Copy each line below containing "Uuid".

(Saved data entries)
※ ※ ※
#[cfg(test)]
mod tests {
    use crate::models::{SeoMetadata, SeoSource};
    use crate::seo::{fallback, normalize_path, SeoResolver, SeoStore, SiteIdentity};
    use async_trait::async_trait;
    use chrono::Utc;
    use std::sync::{Arc, Mutex};
    use uuid::Uuid;

    fn site() -> SiteIdentity {
        SiteIdentity {
            name: "Test Clinic".to_string(),
            url: Some("https://clinic.example".to_string()),
        }
    }

    fn stored(path: &str, title: &str) -> SeoMetadata {
        SeoMetadata {
            id: Uuid::new_v4(),
            page_path: path.to_string(),
            title: title.to_string(),
            description: "From the database".to_string(),
            keywords: vec!["stored".to_string()],
            og_title: None,
            og_description: None,
            og_image: None,
            canonical_url: None,
            no_index: true,
            created_at: Utc::now(),
            updated_at: Utc::now(),
        }
    }

    /// Store with canned records that remembers which paths were asked for.
    struct FakeStore {
        records: Vec<SeoMetadata>,
        lookups: Mutex<Vec<String>>,
    }

    #[async_trait]
    impl SeoStore for FakeStore {
        async fn find_by_path(&self, page_path: &str) -> anyhow::Result<Option<SeoMetadata>> {
            self.lookups.lock().unwrap().push(page_path.to_string());
            Ok(self.records.iter().find(|r| r.page_path == page_path).cloned())
        }
    }

    struct FailingStore;

    #[async_trait]
    impl SeoStore for FailingStore {
        async fn find_by_path(&self, _page_path: &str) -> anyhow::Result<Option<SeoMetadata>> {
            Err(anyhow::anyhow!("connection refused"))
        }
    }

    #[test]
    fn test_normalize_path() {
        assert_eq!(normalize_path(""), "/");
        assert_eq!(normalize_path("/"), "/");
        assert_eq!(normalize_path("about"), "/about");
        assert_eq!(normalize_path("/About/"), "/about");
        assert_eq!(normalize_path("//services///family-therapy/"), "/services/family-therapy");
        assert_eq!(normalize_path("/blog?page=2#top"), "/blog");
        assert_eq!(normalize_path("  /contact  "), "/contact");
        assert_eq!(normalize_path("/?utm_source=x"), "/");
    }

    #[test]
    fn test_every_static_path_is_normalized() {
        for path in fallback::static_paths() {
            assert_eq!(normalize_path(path), path);
        }
    }

    #[tokio::test]
    async fn test_database_record_wins() {
        let store = Arc::new(FakeStore {
            records: vec![stored("/about", "Stored About")],
            lookups: Mutex::new(Vec::new()),
        });
        let resolver = SeoResolver::new(Some(store.clone()), site());

        let resolved = resolver.resolve("/About/").await;
        assert_eq!(resolved.source, SeoSource::Database);
        assert_eq!(resolved.metadata.title, "Stored About");
        assert!(resolved.metadata.no_index);
        assert_eq!(store.lookups.lock().unwrap().as_slice(), ["/about"]);
    }

    #[tokio::test]
    async fn test_missing_record_falls_back_to_static_table() {
        let store = Arc::new(FakeStore {
            records: vec![],
            lookups: Mutex::new(Vec::new()),
        });
        let resolver = SeoResolver::new(Some(store), site());

        let resolved = resolver.resolve("/services").await;
        assert_eq!(resolved.source, SeoSource::Static);
        assert_eq!(resolved.metadata.title, "Our Services | Test Clinic");
        assert_eq!(
            resolved.metadata.canonical_url.as_deref(),
            Some("https://clinic.example/services")
        );
        assert!(!resolved.metadata.keywords.is_empty());
    }

    #[tokio::test]
    async fn test_store_error_falls_back_to_static_table() {
        let resolver = SeoResolver::new(Some(Arc::new(FailingStore)), site());

        let resolved = resolver.resolve("/privacy-policy").await;
        assert_eq!(resolved.source, SeoSource::Static);
        assert_eq!(resolved.metadata.page_path, "/privacy-policy");
    }

    #[tokio::test]
    async fn test_no_store_uses_static_table() {
        let resolver = SeoResolver::new(None, site());

        let home = resolver.resolve("/").await;
        assert_eq!(home.source, SeoSource::Static);
        assert_eq!(home.metadata.canonical_url.as_deref(), Some("https://clinic.example"));
    }

    #[tokio::test]
    async fn test_unknown_path_gets_default_entry() {
        let resolver = SeoResolver::new(Some(Arc::new(FailingStore)), site());

        let resolved = resolver.resolve("/services/family_therapy-programs").await;
        assert_eq!(resolved.source, SeoSource::Default);
        assert_eq!(resolved.metadata.title, "Family Therapy Programs | Test Clinic");
        assert_eq!(resolved.metadata.page_path, "/services/family_therapy-programs");
        assert!(!resolved.metadata.description.is_empty());
    }

    #[test]
    fn test_default_entry_without_site_url_has_no_canonical() {
        let site = SiteIdentity {
            name: "Test Clinic".to_string(),
            url: None,
        };
        let entry = fallback::default_entry(&site, "/new-page");
        assert_eq!(entry.title, "New Page | Test Clinic");
        assert!(entry.canonical_url.is_none());
    }
}
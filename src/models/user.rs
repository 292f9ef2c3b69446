use chrono::{DateTime, Utc};
use serde::{Deserialize, Serialize};
use sqlx::FromRow;
use uuid::Uuid;
use utoipa::ToSchema;

#[derive(Debug, Clone, Copy, Serialize, Deserialize, PartialEq, Eq, Hash, ToSchema)]
pub enum UserRole {
    #[serde(rename = "admin")]
    Admin,
    #[serde(rename = "editor")]
    Editor,
    #[serde(rename = "viewer")]
    Viewer,
}

impl std::fmt::Display for UserRole {
    fn fmt(&self, f: &mut std::fmt::Formatter<'_>) -> std::fmt::Result {
        match self {
            UserRole::Admin => write!(f, "admin"),
            UserRole::Editor => write!(f, "editor"),
            UserRole::Viewer => write!(f, "viewer"),
        }
    }
}

impl TryFrom<String> for UserRole {
    type Error = String;

    fn try_from(value: String) -> Result<Self, Self::Error> {
        match value.as_str() {
            "admin" => Ok(UserRole::Admin),
            "editor" => Ok(UserRole::Editor),
            "viewer" => Ok(UserRole::Viewer),
            _ => Err(format!("Invalid user role: {}", value)),
        }
    }
}

#[derive(Debug, Clone, Serialize, Deserialize, FromRow, ToSchema)]
pub struct User {
    pub id: Uuid,
    pub username: String,
    pub email: String,
    #[serde(skip_serializing)]
    pub password_hash: String,
    #[sqlx(try_from = "String")]
    pub role: UserRole,
    pub created_at: DateTime<Utc>,
    pub updated_at: DateTime<Utc>,
}

#[derive(Debug, Serialize, Deserialize, ToSchema)]
pub struct CreateUser {
    pub username: String,
    pub email: String,
    pub password: String,
    #[serde(default = "default_user_role")]
    pub role: UserRole,
}

fn default_user_role() -> UserRole {
    UserRole::Viewer
}

#[derive(Debug, Serialize, Deserialize, ToSchema)]
pub struct LoginRequest {
    pub username: String,
    pub password: String,
}

#[derive(Debug, Serialize, Deserialize, ToSchema)]
pub struct LoginResponse {
    pub token: String,
    pub user: UserResponse,
}

#[derive(Debug, Clone, Serialize, Deserialize, ToSchema)]
pub struct UserResponse {
    pub id: Uuid,
    pub username: String,
    pub email: String,
    pub role: UserRole,
}

#[derive(Debug, Default, Serialize, Deserialize, ToSchema)]
pub struct UpdateUser {
    pub username: Option<String>,
    pub email: Option<String>,
    pub password: Option<String>,
    pub role: Option<UserRole>,
}

impl From<User> for UserResponse {
    fn from(user: User) -> Self {
        Self {
            id: user.id,
            username: user.username,
            email: user.email,
            role: user.role,
        }
    }
}
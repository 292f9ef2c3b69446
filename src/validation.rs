//! Input normalization and validation shared by the content payloads.

use regex::Regex;
use std::sync::LazyLock;
use url::Url;

use crate::errors::ApiError;

static SLUG_RE: LazyLock<Regex> =
    LazyLock::new(|| Regex::new(r"^[a-z0-9]+(?:-[a-z0-9]+)*$").expect("slug regex is valid"));

static NON_ALNUM_RE: LazyLock<Regex> =
    LazyLock::new(|| Regex::new(r"[^a-z0-9]+").expect("separator regex is valid"));

/// Derive a URL slug from free text: "Anxiety & Depression Care" -> "anxiety-depression-care".
pub fn slugify(text: &str) -> String {
    let lowered = text.to_lowercase();
    NON_ALNUM_RE
        .replace_all(&lowered, "-")
        .trim_matches('-')
        .to_string()
}

pub fn is_valid_slug(slug: &str) -> bool {
    SLUG_RE.is_match(slug)
}

/// Column widths shared with the schema in `migrations/`.
pub const SLUG_MAX: usize = 255;
pub const NAME_MAX: usize = 255;
pub const EMAIL_MAX: usize = 255;
pub const CATEGORY_MAX: usize = 100;
pub const CITY_MAX: usize = 120;
pub const STATE_MAX: usize = 60;
pub const ZIP_CODE_MAX: usize = 20;
pub const PHONE_MAX: usize = 40;
pub const PAGE_PATH_MAX: usize = 512;

/// Use the explicit slug when one was given, otherwise derive it from `source`.
/// Derived slugs are cut at a hyphen to fit; explicit ones must already fit.
pub fn resolve_slug(explicit: Option<&str>, source: &str) -> Result<String, ApiError> {
    let slug = match explicit.map(str::trim).filter(|s| !s.is_empty()) {
        Some(s) => s.to_string(),
        None => truncate_slug(slugify(source)),
    };

    max_len("slug", &slug, SLUG_MAX)?;
    if !is_valid_slug(&slug) {
        return Err(ApiError::bad_request(format!(
            "Invalid slug '{}': use lowercase letters, digits and single hyphens",
            slug
        )));
    }
    Ok(slug)
}

/// Trim a required text field, rejecting blank values.
pub fn require_text(field: &str, value: &str) -> Result<String, ApiError> {
    let trimmed = value.trim();
    if trimmed.is_empty() {
        return Err(ApiError::bad_request(format!("'{}' must not be empty", field)));
    }
    Ok(trimmed.to_string())
}

fn truncate_slug(slug: String) -> String {
    if slug.len() <= SLUG_MAX {
        return slug;
    }
    // slugify output is ASCII, so byte offsets are char boundaries
    slug[..SLUG_MAX].trim_end_matches('-').to_string()
}

/// Reject values longer than `max` characters.
pub fn max_len(field: &str, value: &str, max: usize) -> Result<(), ApiError> {
    if value.chars().count() > max {
        return Err(ApiError::bad_request(format!(
            "'{}' must be at most {} characters",
            field, max
        )));
    }
    Ok(())
}

/// `require_text` plus a length limit.
pub fn bounded_text(field: &str, value: &str, max: usize) -> Result<String, ApiError> {
    let trimmed = require_text(field, value)?;
    max_len(field, &trimmed, max)?;
    Ok(trimmed)
}

/// `optional_text` plus a length limit.
pub fn optional_bounded(field: &str, value: Option<String>, max: usize) -> Result<Option<String>, ApiError> {
    let value = optional_text(value);
    if let Some(v) = &value {
        max_len(field, v, max)?;
    }
    Ok(value)
}

/// Trim entries, drop blanks and keep the first occurrence of duplicates.
pub fn normalize_list(values: Vec<String>) -> Vec<String> {
    let mut out: Vec<String> = Vec::with_capacity(values.len());
    for value in values {
        let trimmed = value.trim();
        if trimmed.is_empty() || out.iter().any(|v| v == trimmed) {
            continue;
        }
        out.push(trimmed.to_string());
    }
    out
}

/// Optional text: whitespace-only collapses to `None`.
pub fn optional_text(value: Option<String>) -> Option<String> {
    value
        .map(|v| v.trim().to_string())
        .filter(|v| !v.is_empty())
}

/// Optional absolute URL (http or https).
pub fn optional_url(field: &str, value: Option<String>) -> Result<Option<String>, ApiError> {
    let Some(value) = optional_text(value) else {
        return Ok(None);
    };

    match Url::parse(&value) {
        Ok(url) if url.scheme() == "http" || url.scheme() == "https" => Ok(Some(value)),
        _ => Err(ApiError::bad_request(format!(
            "'{}' must be an absolute http(s) URL",
            field
        ))),
    }
}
※ ※ ※
§ YOUR RESPONSE
    use uuid::Uuid;
            id: Uuid::new_v4(),
use uuid::Uuid;
    pub id: Uuid,
    pub id: Uuid,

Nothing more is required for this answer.